WHAT YOU HAVE TO DO
Where a line holds the word "impl", copy that line from the data below.
━━━━━ DATA SHOWN
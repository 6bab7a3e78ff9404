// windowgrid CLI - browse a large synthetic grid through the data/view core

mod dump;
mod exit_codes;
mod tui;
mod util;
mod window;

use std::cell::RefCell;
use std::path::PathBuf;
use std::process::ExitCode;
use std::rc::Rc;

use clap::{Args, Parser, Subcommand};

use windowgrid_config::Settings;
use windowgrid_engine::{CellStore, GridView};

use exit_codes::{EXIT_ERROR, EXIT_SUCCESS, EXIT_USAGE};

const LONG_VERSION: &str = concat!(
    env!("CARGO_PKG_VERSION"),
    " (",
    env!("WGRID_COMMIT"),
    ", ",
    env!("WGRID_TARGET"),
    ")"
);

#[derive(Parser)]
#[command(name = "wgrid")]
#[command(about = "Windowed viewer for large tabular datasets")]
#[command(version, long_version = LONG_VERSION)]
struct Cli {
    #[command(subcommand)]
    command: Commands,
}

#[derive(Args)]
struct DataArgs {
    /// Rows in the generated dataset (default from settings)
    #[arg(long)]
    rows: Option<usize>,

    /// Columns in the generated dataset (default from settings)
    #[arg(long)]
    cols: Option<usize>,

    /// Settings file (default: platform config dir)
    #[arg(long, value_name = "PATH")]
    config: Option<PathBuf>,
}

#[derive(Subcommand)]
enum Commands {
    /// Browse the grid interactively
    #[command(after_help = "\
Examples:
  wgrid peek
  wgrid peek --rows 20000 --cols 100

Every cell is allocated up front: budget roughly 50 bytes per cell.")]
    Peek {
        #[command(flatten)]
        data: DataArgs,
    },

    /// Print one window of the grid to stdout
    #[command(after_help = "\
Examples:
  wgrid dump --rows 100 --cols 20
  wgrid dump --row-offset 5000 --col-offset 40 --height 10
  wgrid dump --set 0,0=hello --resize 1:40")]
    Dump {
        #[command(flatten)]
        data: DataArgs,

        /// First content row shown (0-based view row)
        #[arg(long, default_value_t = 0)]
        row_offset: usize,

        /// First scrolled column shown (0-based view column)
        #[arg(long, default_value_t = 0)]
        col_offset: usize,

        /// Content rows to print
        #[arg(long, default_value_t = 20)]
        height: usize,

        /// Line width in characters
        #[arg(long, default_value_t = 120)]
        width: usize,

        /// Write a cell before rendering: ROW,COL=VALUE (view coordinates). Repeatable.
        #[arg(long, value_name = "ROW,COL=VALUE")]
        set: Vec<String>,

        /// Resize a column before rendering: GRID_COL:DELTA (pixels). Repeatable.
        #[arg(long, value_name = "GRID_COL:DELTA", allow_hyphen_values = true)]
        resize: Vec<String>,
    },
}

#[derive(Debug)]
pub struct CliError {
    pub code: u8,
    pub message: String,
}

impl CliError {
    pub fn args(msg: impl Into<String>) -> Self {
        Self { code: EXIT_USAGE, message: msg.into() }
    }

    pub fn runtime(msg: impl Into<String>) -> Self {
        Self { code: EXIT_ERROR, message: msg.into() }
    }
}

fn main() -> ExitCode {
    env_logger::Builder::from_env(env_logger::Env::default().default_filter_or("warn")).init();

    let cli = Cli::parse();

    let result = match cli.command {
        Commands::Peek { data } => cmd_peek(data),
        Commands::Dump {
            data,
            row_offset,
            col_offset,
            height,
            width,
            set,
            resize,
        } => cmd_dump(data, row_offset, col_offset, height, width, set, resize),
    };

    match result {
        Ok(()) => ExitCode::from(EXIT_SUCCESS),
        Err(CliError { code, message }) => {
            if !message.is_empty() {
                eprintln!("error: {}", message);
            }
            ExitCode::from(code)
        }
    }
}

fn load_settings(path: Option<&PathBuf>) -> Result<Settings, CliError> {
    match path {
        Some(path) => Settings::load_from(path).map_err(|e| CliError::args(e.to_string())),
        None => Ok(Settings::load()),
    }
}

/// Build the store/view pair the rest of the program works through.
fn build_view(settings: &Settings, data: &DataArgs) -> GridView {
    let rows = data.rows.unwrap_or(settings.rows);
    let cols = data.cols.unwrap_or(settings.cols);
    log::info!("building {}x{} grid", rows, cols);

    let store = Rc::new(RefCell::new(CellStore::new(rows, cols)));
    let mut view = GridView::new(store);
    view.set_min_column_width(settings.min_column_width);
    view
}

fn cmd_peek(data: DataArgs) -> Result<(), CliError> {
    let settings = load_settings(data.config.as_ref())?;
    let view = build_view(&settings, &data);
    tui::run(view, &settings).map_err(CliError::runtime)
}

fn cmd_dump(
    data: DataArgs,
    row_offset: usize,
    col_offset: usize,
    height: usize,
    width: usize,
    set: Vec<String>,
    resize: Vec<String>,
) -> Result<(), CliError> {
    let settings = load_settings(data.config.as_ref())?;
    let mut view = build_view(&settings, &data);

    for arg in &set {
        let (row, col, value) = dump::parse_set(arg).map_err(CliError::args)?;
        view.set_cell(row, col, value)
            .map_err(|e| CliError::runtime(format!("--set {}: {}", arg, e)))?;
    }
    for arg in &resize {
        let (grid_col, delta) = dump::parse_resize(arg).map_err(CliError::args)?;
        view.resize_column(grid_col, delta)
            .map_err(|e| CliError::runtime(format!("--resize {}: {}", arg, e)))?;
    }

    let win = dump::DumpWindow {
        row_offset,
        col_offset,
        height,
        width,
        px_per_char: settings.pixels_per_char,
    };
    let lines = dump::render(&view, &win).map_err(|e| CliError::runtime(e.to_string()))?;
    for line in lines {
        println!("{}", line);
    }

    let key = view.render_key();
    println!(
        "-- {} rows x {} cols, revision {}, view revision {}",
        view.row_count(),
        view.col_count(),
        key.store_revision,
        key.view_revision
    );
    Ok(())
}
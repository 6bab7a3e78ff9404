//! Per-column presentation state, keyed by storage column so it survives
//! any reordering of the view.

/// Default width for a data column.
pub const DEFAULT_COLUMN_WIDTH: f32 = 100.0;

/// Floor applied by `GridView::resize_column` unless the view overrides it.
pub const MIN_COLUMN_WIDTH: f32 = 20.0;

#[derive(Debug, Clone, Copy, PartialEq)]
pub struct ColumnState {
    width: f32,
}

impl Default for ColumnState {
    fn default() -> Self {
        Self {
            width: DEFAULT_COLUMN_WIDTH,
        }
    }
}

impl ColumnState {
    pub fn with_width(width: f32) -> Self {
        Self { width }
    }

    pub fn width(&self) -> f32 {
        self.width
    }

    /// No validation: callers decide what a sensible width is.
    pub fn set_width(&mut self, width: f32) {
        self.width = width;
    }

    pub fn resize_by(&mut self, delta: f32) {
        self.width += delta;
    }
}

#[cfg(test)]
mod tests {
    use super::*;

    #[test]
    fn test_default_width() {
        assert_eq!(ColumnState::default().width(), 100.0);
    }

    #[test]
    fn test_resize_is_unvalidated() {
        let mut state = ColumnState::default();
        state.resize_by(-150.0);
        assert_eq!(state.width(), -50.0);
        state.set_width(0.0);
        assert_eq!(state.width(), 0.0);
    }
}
━━━━━━━━━━
RESPONSE AREA
impl CliError {
    pub fn args(msg: impl Into<String>) -> Self {
    pub fn runtime(msg: impl Into<String>) -> Self {
impl Default for ColumnState {
impl ColumnState {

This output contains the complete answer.